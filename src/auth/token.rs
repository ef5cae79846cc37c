//! Signed session tokens.
//!
//! Compact three-part HMAC tokens over JSON claims. Validation is
//! stateless: there is no issued-token list and no revocation store, so a
//! token stays valid until its own expiry regardless of logout.

use chrono::{DateTime, Utc};
use jsonwebtoken::{decode, encode, Algorithm, DecodingKey, EncodingKey, Header, Validation};

use super::error::AuthError;
use super::principal::Claims;

/// A signed token string with its expiry instant.
#[derive(Debug, Clone, PartialEq, Eq)]
pub struct SignedToken {
    pub value: String,
    pub expires_at: DateTime<Utc>,
}

/// Signs and validates session tokens with a shared symmetric secret.
pub struct TokenCodec {
    encoding_key: EncodingKey,
    decoding_key: DecodingKey,
    validation: Validation,
}

impl TokenCodec {
    /// Create a codec from the signing secret and clock-skew leeway.
    pub fn new(secret: &[u8], leeway_secs: u64) -> Self {
        let mut validation = Validation::new(Algorithm::HS256);
        validation.leeway = leeway_secs;
        validation.validate_exp = true;
        validation.validate_nbf = true;

        Self {
            encoding_key: EncodingKey::from_secret(secret),
            decoding_key: DecodingKey::from_secret(secret),
            validation,
        }
    }

    /// Sign claims into a compact token.
    pub fn sign(&self, claims: &Claims) -> Result<SignedToken, AuthError> {
        let value = encode(&Header::default(), claims, &self.encoding_key)
            .map_err(|e| AuthError::Crypto(e.to_string()))?;
        let expires_at = DateTime::from_timestamp(claims.exp, 0)
            .ok_or_else(|| AuthError::Crypto("token expiry out of range".to_string()))?;

        Ok(SignedToken { value, expires_at })
    }

    /// Validate a token string and recover its claims.
    ///
    /// Malformed input, a bad signature, and an expired or not-yet-valid
    /// window all return the same `InvalidToken` so callers cannot probe
    /// which check failed.
    pub fn validate(&self, token: &str) -> Result<Claims, AuthError> {
        decode::<Claims>(token, &self.decoding_key, &self.validation)
            .map(|data| data.claims)
            .map_err(|e| {
                tracing::debug!("token validation failed: {e}");
                AuthError::InvalidToken
            })
    }
}

#[cfg(test)]
mod tests {
    use super::*;
    use crate::auth::principal::Principal;
    use chrono::Duration;

    const SECRET: &[u8] = b"test-secret";

    fn codec() -> TokenCodec {
        TokenCodec::new(SECRET, 5)
    }

    fn claims(issued_at: DateTime<Utc>, ttl: Duration) -> Claims {
        Claims::new(
            Principal::User(42),
            "meshmon-backend",
            "alice",
            issued_at,
            ttl,
        )
    }

    #[test]
    fn test_sign_validate_round_trip() {
        let codec = codec();
        let claims = claims(Utc::now(), Duration::hours(24));

        let token = codec.sign(&claims).unwrap();
        assert_eq!(token.expires_at.timestamp(), claims.exp);
        assert_eq!(token.value.matches('.').count(), 2);

        let recovered = codec.validate(&token.value).unwrap();
        assert_eq!(recovered.account_type, "user");
        assert_eq!(recovered.account_id, 42);
        assert_eq!(recovered.principal(), Ok(Principal::User(42)));
    }

    #[test]
    fn test_expired_token_rejected() {
        let codec = codec();
        let claims = claims(Utc::now() - Duration::hours(2), Duration::hours(1));

        let token = codec.sign(&claims).unwrap();
        assert_eq!(codec.validate(&token.value), Err(AuthError::InvalidToken));
    }

    #[test]
    fn test_leeway_tolerates_small_skew() {
        let codec = TokenCodec::new(SECRET, 30);
        // Expired ten seconds ago, inside the 30s leeway.
        let claims = claims(
            Utc::now() - Duration::seconds(70),
            Duration::seconds(60),
        );

        let token = codec.sign(&claims).unwrap();
        assert!(codec.validate(&token.value).is_ok());
    }

    #[test]
    fn test_wrong_secret_indistinguishable_from_expiry() {
        let codec = codec();
        let other = TokenCodec::new(b"another-secret", 5);

        let good = claims(Utc::now(), Duration::hours(1));
        let forged = other.sign(&good).unwrap();
        let stale = codec
            .sign(&claims(Utc::now() - Duration::hours(2), Duration::hours(1)))
            .unwrap();

        // Same error for tampering and expiry.
        assert_eq!(
            codec.validate(&forged.value),
            codec.validate(&stale.value)
        );
    }

    #[test]
    fn test_malformed_token_rejected() {
        let codec = codec();
        assert_eq!(codec.validate(""), Err(AuthError::InvalidToken));
        assert_eq!(codec.validate("not-a-token"), Err(AuthError::InvalidToken));
        assert_eq!(
            codec.validate("aaaa.bbbb.cccc"),
            Err(AuthError::InvalidToken)
        );
    }
}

• TASK ITEM
Each line of the material above should be restated word for word.

• EXERCISE RESPONSE
filename src/auth/token.rs
repository ef5cae79846cc37c
//! Signed session tokens.
//!
//! Compact three-part HMAC tokens over JSON claims. Validation is
//! stateless: there is no issued-token list and no revocation store, so a
//! token stays valid until its own expiry regardless of logout.

use chrono::{DateTime, Utc};
use jsonwebtoken::{decode, encode, Algorithm, DecodingKey, EncodingKey, Header, Validation};

use super::error::AuthError;
use super::principal::Claims;

/// A signed token string with its expiry instant.
#[derive(Debug, Clone, PartialEq, Eq)]
pub struct SignedToken {
    pub value: String,
    pub expires_at: DateTime<Utc>,
}

/// Signs and validates session tokens with a shared symmetric secret.
pub struct TokenCodec {
    encoding_key: EncodingKey,
    decoding_key: DecodingKey,
    validation: Validation,
}

impl TokenCodec {
    /// Create a codec from the signing secret and clock-skew leeway.
    pub fn new(secret: &[u8], leeway_secs: u64) -> Self {
        let mut validation = Validation::new(Algorithm::HS256);
        validation.leeway = leeway_secs;
        validation.validate_exp = true;
        validation.validate_nbf = true;

        Self {
            encoding_key: EncodingKey::from_secret(secret),
            decoding_key: DecodingKey::from_secret(secret),
            validation,
        }
    }

    /// Sign claims into a compact token.
    pub fn sign(&self, claims: &Claims) -> Result<SignedToken, AuthError> {
        let value = encode(&Header::default(), claims, &self.encoding_key)
            .map_err(|e| AuthError::Crypto(e.to_string()))?;
        let expires_at = DateTime::from_timestamp(claims.exp, 0)
            .ok_or_else(|| AuthError::Crypto("token expiry out of range".to_string()))?;

        Ok(SignedToken { value, expires_at })
    }

    /// Validate a token string and recover its claims.
    ///
    /// Malformed input, a bad signature, and an expired or not-yet-valid
    /// window all return the same `InvalidToken` so callers cannot probe
    /// which check failed.
    pub fn validate(&self, token: &str) -> Result<Claims, AuthError> {
        decode::<Claims>(token, &self.decoding_key, &self.validation)
            .map(|data| data.claims)
            .map_err(|e| {
                tracing::debug!("token validation failed: {e}");
                AuthError::InvalidToken
            })
    }
}

#[cfg(test)]
mod tests {
    use super::*;
    use crate::auth::principal::Principal;
    use chrono::Duration;

    const SECRET: &[u8] = b"test-secret";

    fn codec() -> TokenCodec {
        TokenCodec::new(SECRET, 5)
    }

    fn claims(issued_at: DateTime<Utc>, ttl: Duration) -> Claims {
        Claims::new(
            Principal::User(42),
            "meshmon-backend",
            "alice",
            issued_at,
            ttl,
        )
    }

    #[test]
    fn test_sign_validate_round_trip() {
        let codec = codec();
        let claims = claims(Utc::now(), Duration::hours(24));

        let token = codec.sign(&claims).unwrap();
        assert_eq!(token.expires_at.timestamp(), claims.exp);
        assert_eq!(token.value.matches('.').count(), 2);

        let recovered = codec.validate(&token.value).unwrap();
        assert_eq!(recovered.account_type, "user");
        assert_eq!(recovered.account_id, 42);
        assert_eq!(recovered.principal(), Ok(Principal::User(42)));
    }

    #[test]
    fn test_expired_token_rejected() {
        let codec = codec();
        let claims = claims(Utc::now() - Duration::hours(2), Duration::hours(1));

        let token = codec.sign(&claims).unwrap();
        assert_eq!(codec.validate(&token.value), Err(AuthError::InvalidToken));
    }

    #[test]
    fn test_leeway_tolerates_small_skew() {
        let codec = TokenCodec::new(SECRET, 30);
        // Expired ten seconds ago, inside the 30s leeway.
        let claims = claims(
            Utc::now() - Duration::seconds(70),
            Duration::seconds(60),
        );

        let token = codec.sign(&claims).unwrap();
        assert!(codec.validate(&token.value).is_ok());
    }

    #[test]
    fn test_wrong_secret_indistinguishable_from_expiry() {
        let codec = codec();
        let other = TokenCodec::new(b"another-secret", 5);

        let good = claims(Utc::now(), Duration::hours(1));
        let forged = other.sign(&good).unwrap();
        let stale = codec
            .sign(&claims(Utc::now() - Duration::hours(2), Duration::hours(1)))
            .unwrap();

        // Same error for tampering and expiry.
        assert_eq!(
            codec.validate(&forged.value),
            codec.validate(&stale.value)
        );
    }

    #[test]
    fn test_malformed_token_rejected() {
        let codec = codec();
        assert_eq!(codec.validate(""), Err(AuthError::InvalidToken));
        assert_eq!(codec.validate("not-a-token"), Err(AuthError::InvalidToken));
        assert_eq!(
            codec.validate("aaaa.bbbb.cccc"),
            Err(AuthError::InvalidToken)
        );
    }
}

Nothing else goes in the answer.